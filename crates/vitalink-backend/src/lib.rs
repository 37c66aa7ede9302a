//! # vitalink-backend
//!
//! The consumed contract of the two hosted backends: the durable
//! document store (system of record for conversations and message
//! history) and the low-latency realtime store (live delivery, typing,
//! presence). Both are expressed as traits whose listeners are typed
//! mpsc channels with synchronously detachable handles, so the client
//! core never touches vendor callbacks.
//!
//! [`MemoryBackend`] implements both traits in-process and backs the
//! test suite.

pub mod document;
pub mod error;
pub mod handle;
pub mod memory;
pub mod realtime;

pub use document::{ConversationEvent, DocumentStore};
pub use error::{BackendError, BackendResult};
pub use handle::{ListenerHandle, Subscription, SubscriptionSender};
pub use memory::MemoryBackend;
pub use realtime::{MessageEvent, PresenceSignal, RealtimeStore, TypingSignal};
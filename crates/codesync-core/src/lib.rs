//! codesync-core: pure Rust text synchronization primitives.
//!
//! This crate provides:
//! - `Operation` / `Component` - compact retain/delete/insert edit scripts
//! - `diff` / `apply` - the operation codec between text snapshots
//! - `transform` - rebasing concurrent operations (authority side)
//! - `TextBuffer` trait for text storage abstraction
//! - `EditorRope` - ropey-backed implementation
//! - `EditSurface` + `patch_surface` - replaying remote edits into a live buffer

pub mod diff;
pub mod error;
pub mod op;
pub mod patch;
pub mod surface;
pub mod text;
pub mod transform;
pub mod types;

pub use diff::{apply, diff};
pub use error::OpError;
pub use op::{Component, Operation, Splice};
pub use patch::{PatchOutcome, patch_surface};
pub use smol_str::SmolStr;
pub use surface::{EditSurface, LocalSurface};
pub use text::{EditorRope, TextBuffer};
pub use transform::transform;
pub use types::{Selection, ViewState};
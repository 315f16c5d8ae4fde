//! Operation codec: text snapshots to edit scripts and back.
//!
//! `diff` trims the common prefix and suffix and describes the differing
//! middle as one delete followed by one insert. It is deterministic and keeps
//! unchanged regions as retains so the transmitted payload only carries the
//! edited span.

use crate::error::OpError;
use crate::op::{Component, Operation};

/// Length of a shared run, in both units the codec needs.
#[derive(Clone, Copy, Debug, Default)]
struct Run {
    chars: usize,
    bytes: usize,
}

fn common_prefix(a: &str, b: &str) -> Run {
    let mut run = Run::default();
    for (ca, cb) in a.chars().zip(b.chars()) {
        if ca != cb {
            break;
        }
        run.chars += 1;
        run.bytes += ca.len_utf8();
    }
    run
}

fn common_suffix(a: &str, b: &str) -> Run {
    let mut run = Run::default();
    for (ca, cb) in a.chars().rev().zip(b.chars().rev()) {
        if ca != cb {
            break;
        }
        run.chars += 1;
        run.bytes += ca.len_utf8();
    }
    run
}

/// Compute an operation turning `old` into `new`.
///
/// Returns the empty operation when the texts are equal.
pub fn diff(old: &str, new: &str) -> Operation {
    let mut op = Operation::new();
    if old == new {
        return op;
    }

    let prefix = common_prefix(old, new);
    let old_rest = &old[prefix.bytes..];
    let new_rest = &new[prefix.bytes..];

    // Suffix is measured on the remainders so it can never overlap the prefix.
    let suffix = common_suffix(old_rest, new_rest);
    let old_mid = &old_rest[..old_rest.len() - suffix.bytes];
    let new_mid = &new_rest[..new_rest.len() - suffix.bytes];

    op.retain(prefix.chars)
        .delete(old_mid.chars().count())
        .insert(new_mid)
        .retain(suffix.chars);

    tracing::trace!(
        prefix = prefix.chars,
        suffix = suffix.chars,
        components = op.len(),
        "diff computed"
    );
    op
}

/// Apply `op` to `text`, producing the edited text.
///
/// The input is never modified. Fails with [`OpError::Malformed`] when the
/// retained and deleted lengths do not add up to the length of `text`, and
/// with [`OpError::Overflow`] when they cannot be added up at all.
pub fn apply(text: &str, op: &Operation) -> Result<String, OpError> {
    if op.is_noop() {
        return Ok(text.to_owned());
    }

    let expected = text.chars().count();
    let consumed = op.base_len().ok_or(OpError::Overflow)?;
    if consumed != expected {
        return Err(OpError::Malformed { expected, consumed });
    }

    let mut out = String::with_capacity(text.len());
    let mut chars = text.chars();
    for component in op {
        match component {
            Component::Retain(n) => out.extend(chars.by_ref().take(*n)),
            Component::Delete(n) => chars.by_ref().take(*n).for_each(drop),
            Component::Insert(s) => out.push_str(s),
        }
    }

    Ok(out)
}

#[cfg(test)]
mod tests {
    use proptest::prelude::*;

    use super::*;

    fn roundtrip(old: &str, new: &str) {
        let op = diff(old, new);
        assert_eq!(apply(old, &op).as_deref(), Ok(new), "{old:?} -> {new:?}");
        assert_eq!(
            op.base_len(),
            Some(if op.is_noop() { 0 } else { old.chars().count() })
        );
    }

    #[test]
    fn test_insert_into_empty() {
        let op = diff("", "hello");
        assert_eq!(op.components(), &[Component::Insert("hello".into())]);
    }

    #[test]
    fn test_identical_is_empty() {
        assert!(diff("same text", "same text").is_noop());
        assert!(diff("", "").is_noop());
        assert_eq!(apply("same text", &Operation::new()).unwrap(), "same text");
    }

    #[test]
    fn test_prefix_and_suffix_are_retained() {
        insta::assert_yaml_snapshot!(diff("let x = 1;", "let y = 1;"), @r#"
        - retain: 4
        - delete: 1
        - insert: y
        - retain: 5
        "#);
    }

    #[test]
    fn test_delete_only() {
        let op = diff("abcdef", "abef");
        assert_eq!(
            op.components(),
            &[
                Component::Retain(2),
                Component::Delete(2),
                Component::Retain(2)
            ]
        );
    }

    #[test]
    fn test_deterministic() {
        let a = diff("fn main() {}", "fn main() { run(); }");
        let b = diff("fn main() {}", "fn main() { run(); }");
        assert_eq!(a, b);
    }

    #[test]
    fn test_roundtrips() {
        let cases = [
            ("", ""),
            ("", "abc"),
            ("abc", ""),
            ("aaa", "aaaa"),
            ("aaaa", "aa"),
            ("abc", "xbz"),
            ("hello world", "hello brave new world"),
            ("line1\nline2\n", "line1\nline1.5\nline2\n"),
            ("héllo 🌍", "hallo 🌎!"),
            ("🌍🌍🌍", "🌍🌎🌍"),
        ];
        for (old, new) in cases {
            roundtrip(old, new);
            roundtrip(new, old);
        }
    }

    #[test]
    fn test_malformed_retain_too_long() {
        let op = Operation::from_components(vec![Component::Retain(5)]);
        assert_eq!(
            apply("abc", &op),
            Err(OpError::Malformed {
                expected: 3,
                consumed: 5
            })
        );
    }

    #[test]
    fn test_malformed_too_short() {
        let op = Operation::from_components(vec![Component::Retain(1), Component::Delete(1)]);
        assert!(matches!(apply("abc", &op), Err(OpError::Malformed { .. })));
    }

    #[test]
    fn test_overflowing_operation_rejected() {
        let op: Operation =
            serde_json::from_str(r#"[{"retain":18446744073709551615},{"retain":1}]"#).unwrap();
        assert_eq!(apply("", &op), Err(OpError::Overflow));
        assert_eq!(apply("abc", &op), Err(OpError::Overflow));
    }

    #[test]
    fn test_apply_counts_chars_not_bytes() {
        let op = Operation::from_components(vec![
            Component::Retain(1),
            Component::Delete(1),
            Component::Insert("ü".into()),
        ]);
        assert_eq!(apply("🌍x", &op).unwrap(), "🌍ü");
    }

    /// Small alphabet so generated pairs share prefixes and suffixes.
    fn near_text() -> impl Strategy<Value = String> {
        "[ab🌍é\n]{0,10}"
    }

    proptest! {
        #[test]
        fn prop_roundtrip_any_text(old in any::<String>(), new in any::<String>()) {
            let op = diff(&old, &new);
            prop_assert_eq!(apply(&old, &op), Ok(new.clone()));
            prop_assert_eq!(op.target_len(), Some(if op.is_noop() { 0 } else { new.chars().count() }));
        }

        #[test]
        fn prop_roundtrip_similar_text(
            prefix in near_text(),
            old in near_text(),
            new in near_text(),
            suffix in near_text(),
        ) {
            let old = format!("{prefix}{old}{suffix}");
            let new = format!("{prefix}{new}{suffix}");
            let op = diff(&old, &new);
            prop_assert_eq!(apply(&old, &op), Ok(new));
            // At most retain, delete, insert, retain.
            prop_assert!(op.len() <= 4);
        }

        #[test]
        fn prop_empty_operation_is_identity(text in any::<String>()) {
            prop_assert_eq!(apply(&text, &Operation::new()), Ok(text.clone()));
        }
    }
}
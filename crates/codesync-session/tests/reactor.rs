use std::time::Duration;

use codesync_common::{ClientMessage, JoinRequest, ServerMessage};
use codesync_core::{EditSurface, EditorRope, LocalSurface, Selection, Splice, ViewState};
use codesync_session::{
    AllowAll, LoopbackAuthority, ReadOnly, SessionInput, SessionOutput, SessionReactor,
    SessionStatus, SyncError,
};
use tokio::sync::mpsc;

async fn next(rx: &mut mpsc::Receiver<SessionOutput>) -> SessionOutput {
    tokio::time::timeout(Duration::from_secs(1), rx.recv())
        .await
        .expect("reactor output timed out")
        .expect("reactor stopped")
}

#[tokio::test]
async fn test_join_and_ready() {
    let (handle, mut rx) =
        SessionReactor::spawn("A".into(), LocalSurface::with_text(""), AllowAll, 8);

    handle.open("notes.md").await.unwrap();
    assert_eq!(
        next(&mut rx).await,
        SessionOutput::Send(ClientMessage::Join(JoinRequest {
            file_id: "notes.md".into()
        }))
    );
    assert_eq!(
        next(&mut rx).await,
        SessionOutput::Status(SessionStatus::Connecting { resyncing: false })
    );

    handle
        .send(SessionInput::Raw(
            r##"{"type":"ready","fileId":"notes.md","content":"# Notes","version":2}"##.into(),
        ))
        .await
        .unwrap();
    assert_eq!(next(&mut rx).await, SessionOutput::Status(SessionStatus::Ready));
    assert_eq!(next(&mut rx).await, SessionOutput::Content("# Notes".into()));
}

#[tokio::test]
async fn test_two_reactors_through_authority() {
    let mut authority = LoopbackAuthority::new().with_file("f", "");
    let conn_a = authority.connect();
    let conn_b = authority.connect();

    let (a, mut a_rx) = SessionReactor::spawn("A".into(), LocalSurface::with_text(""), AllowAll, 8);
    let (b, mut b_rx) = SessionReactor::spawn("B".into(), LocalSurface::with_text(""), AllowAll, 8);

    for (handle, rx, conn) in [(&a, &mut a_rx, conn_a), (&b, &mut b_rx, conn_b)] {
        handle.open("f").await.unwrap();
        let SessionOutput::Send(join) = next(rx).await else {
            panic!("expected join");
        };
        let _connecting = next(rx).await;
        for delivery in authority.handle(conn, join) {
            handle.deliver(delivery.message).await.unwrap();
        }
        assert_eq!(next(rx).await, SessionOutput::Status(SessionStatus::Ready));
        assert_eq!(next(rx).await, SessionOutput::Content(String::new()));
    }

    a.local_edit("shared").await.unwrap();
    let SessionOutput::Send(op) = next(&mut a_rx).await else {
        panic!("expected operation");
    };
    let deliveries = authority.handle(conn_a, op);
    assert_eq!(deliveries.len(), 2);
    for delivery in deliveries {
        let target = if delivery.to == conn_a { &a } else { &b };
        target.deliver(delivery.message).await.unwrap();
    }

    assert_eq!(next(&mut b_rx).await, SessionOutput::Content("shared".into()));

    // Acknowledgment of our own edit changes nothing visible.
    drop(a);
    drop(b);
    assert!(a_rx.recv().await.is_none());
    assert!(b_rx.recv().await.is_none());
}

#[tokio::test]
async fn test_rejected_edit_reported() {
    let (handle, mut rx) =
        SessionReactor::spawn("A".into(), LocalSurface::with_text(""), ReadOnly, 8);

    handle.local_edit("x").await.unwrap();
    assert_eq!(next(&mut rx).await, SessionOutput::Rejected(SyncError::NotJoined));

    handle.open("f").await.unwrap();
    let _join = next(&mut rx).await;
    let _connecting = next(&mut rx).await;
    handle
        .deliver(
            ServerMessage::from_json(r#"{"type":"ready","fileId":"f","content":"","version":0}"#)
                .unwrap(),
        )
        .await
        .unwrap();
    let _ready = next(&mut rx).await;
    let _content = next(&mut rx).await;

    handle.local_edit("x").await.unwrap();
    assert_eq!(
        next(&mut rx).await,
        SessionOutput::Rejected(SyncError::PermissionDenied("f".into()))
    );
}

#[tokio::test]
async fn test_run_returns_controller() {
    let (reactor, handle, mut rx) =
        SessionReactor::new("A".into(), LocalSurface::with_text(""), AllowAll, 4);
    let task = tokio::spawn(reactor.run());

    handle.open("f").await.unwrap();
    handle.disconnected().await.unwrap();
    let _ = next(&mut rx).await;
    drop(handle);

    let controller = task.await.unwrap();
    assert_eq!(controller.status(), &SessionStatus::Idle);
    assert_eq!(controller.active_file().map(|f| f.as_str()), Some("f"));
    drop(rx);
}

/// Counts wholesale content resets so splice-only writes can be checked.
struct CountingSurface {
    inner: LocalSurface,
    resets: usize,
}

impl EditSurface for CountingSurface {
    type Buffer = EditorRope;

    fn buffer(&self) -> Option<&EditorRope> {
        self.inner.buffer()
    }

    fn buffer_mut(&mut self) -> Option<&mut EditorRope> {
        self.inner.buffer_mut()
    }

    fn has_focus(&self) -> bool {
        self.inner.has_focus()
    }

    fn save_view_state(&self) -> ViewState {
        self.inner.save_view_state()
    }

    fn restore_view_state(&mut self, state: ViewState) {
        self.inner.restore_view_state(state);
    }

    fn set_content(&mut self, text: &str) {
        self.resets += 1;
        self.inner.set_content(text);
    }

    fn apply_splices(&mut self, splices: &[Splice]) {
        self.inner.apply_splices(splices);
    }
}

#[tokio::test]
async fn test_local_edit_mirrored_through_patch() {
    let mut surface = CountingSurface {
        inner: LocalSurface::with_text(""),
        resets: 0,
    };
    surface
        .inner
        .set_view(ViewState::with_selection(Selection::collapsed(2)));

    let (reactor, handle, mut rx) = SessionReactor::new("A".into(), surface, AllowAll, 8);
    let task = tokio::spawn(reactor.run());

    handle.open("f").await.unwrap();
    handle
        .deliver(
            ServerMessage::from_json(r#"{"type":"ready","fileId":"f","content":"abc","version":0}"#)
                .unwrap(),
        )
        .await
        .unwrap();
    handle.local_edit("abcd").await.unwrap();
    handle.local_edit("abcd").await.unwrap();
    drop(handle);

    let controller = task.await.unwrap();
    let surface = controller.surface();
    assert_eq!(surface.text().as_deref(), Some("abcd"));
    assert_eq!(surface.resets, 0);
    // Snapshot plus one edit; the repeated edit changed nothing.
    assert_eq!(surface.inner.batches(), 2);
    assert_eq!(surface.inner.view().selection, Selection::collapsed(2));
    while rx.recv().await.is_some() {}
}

Problem to solve | Search the records for the string "JoinRequest" and, wherever a line contains it, please copy that line.

Worked solution |
use codesync_common::{ClientMessage, JoinRequest, ServerMessage};
        SessionOutput::Send(ClientMessage::Join(JoinRequest {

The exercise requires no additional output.